Full Model Architecture

SentenceTransformer(
  (0): Transformer({'max_seq_length': 512, 'do_lower_case': False, 'architecture': 'MPNetModel'})
  (1): Pooling({'word_embedding_dimension': 768, 'pooling_mode_cls_token': False, 'pooling_mode_mean_tokens': True, 'pooling_mode_max_tokens': False, 'pooling_mode_mean_sqrt_len_tokens': False, 'pooling_mode_weightedmean_tokens': False, 'pooling_mode_lasttoken': False, 'include_prompt': True})
)

Usage

Direct Usage (Sentence Transformers)

First install the Sentence Transformers library:

pip install -U sentence-transformers

Then you can load this model and run inference.

from sentence_transformers import SentenceTransformer

# Download from the 🤗 Hub
model = SentenceTransformer("tomaarsen/mpnet-base-nq-prompts-repro")
# Run inference
queries = [
    "where does the last name francisco come from",
]
documents = [
    'Francisco Francisco is the Spanish and Portuguese form of the masculine given name Franciscus (corresponding to English Francis).',
    'Book of Esther The Book of Esther, also known in Hebrew as "the Scroll" (Megillah), is a book in the third section (Ketuvim, "Writings") of the Jewish Tanakh (the Hebrew Bible) and in the Christian Old Testament. It is one of the five Scrolls (Megillot) in the Hebrew Bible. It relates the story of a Hebrew woman in Persia, born as Hadassah but known as Esther, who becomes queen of Persia and thwarts a genocide of her people. The story forms the core of the Jewish festival of Purim, during which it is read aloud twice: once in the evening and again the following morning. The books of Esther and Song of Songs are the only books in the Hebrew Bible that do not explicitly mention God.[2]',
    'Times Square Times Square is a major commercial intersection, tourist destination, entertainment center and neighborhood in the Midtown Manhattan section of New York City at the junction of Broadway and Seventh Avenue.
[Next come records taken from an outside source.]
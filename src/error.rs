//! Error handling for SeaBASS reading, timestamp reconstruction and writing.
//!
//! Structural defects in a file (malformed header, bad data rows) are always
//! fatal and carry the offending path and line. Informational defects are
//! not errors at all; they surface as [`crate::models::ParseWarning`]s.

use std::path::PathBuf;
use thiserror::Error;

#[derive(Error, Debug)]
pub enum SeabassError {
    #[error("I/O error on {path}: {source}")]
    Io {
        path: PathBuf,
        #[source]
        source: std::io::Error,
    },

    #[error("Unable to parse header key/value pair in {path} at line {line}: '{content}'")]
    MalformedDirective {
        path: PathBuf,
        line: usize,
        content: String,
    },

    #[error("Unable to parse /{directive} value '{value}' in {path} at line {line}")]
    InvalidSentinelValue {
        path: PathBuf,
        line: usize,
        directive: String,
        value: String,
    },

    #[error("Invalid delimiter '{value}' in {path} at line {line}")]
    InvalidDelimiter {
        path: PathBuf,
        line: usize,
        value: String,
    },

    #[error("No valid /delimiter detected in file: {path}")]
    MissingDelimiter { path: PathBuf },

    #[error("No valid /missing value detected in file: {path}")]
    MissingSentinel { path: PathBuf },

    #[error("No /fields detected in file: {path}")]
    MissingFields { path: PathBuf },

    #[error("No /end_header terminator found in file: {path}")]
    MissingHeaderTerminator { path: PathBuf },

    #[error(
        "Row in {path} at line {line} has {found} values but /fields declares {expected}"
    )]
    RowArityMismatch {
        path: PathBuf,
        line: usize,
        expected: usize,
        found: usize,
    },

    #[error("Data matrix is empty; no timestamps can be derived for file: {path}")]
    EmptyDataMatrix { path: PathBuf },

    #[error("{rule} fields not formatted correctly; unable to parse in file: {path} ({detail})")]
    TemporalParseFailure {
        rule: String,
        path: PathBuf,
        detail: String,
    },

    #[error("{rule} fields describe an invalid date/time in file: {path} ({detail})")]
    InvalidDateField {
        rule: String,
        path: PathBuf,
        detail: String,
    },

    #[error("Invalid day of year {day} for year {year} in file: {path}")]
    InvalidOrdinalDay { path: PathBuf, year: i32, day: i64 },

    #[error("Row index {row_index} cannot be addressed in file: {path}")]
    RowIndexOutOfRange { path: PathBuf, row_index: usize },

    #[error("Directory traversal failed under {path}: {source}")]
    Discovery {
        path: PathBuf,
        #[source]
        source: walkdir::Error,
    },
}

impl SeabassError {
    /// Wrap an I/O failure with the path it occurred on
    pub fn io(path: impl Into<PathBuf>, source: std::io::Error) -> Self {
        Self::Io {
            path: path.into(),
            source,
        }
    }

    /// Whether the error came from the header/data structure of the file
    pub fn is_structural(&self) -> bool {
        matches!(
            self,
            Self::MalformedDirective { .. }
                | Self::InvalidSentinelValue { .. }
                | Self::InvalidDelimiter { .. }
                | Self::MissingDelimiter { .. }
                | Self::MissingSentinel { .. }
                | Self::MissingFields { .. }
                | Self::MissingHeaderTerminator { .. }
                | Self::RowArityMismatch { .. }
        )
    }

    /// Whether the error was raised while deriving timestamps
    pub fn is_temporal(&self) -> bool {
        matches!(
            self,
            Self::EmptyDataMatrix { .. }
                | Self::TemporalParseFailure { .. }
                | Self::InvalidDateField { .. }
                | Self::InvalidOrdinalDay { .. }
        )
    }
}

pub type Result<T> = std::result::Result<T, SeabassError>;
It stretches from West 42nd to West 47th Streets.[1] Brightly adorned with billboards and advertisements, Times Square is sometimes referred to as "The Crossroads of the World",[2] "The Center of the Universe",[3] "the heart of The Great White Way",[4][5][6] and the "heart of the world".[7] One of the world\'s busiest pedestrian areas,[8] it is also the hub of the Broadway Theater District[9] and a major center of the world\'s entertainment industry.[10] Times Square is one of the world\'s most visited tourist attractions, drawing an estimated 50 million visitors annually.[11] Approximately 330,000 people pass through Times Square daily,[12] many of them tourists,[13] while over 460,000 pedestrians walk through Times Square on its busiest days.[7]',
]
query_embeddings = model.encode_query(queries)
document_embeddings = model.encode_document(documents)
print(query_embeddings.shape, document_embeddings.shape)
# [1, 768] [3, 768]

# Get the similarity scores for the embeddings
similarities = model.similarity(query_embeddings, document_embeddings)
print(similarities)
# tensor([[     0.7532,     -0.0007,      0.0170]])

Evaluation

Metrics

Information Retrieval

  • Datasets: NanoMSMARCO and NanoNQ
  • Evaluated with InformationRetrievalEvaluator with these parameters:
    {
        "query_prompt": "query: ",
        "corpus_prompt": "document: "
    }
    
Metric NanoMSMARCO NanoNQ
cosine_accuracy@1 0.28 0.38
cosine_accuracy@3 0.56 0.6
cosine_accuracy@5 0.72 0.74
cosine_accuracy@10 0.76 0.76
cosine_precision@1 0.28 0.38
cosine_precision@3 0.1867 0.2067
cosine_precision@5 0.144 0.156
cosine_precision@10 0.076 0.08
cosine_recall@1 0.28 0.36
cosine_recall@3 0.56 0.58
cosine_recall@5 0.72 0.71
cosine_recall@10 0.76 0.73
cosine_ndcg@10 0.5258 0.5697
cosine_mrr@10 0.4494 0.5262
cosine_map@100 0.4607 0.5211

Nano BEIR

  • Dataset: NanoBEIR_mean
  • Evaluated with NanoBEIREvaluator with these parameters:
    {
        "dataset_names": [
            "msmarco",
            "nq"
        ],
        "query_prompts": {
            "msmarco": "query: ",
            "nq": "query: "
        },
        "corpus_prompts": {
            "msmarco": "document: ",
            "nq": "document: "
        }
    }
    
Metric Value
cosine_accuracy@1 0.33
cosine_accuracy@3 0.58
cosine_accuracy@5 0.73
cosine_accuracy@10 0.76
cosine_precision@1 0.33
cosine_precision@3 0.1967
cosine_precision@5 0.15
cosine_precision@10 0.078
cosine_recall@1 0.32
cosine_recall@3 0.57
cosine_recall@5 0.715
cosine_recall@10 0.745
cosine_ndcg@10 0.5478
cosine_mrr@10 0.4878
cosine_map@100 0.4909

Training Details

Training Dataset

natural-questions

  • Dataset: natural-questions at f9e894e
  • Size: 99,231 training samples
  • Columns: query and answer
  • Approximate statistics based on the first 1000 samples:
    query answer
    type string string
    details
    • min: 10 tokens
    • mean: 11.74 tokens
    • max: 24 tokens
    • min: 15 tokens
    • mean: 137.2 tokens
    • max: 508 tokens
  • Samples:
    query answer
    who is required to report according to the hmda Home Mortgage Disclosure Act US financial institutions must report HMDA data to their regulator if they meet certain criteria, such as having assets above a specific threshold. The criteria is different for depository and non-depository institutions and are available on the FFIEC website.[4] In 2012, there were 7,400 institutions that reported a total of 18.7 million HMDA records.[5]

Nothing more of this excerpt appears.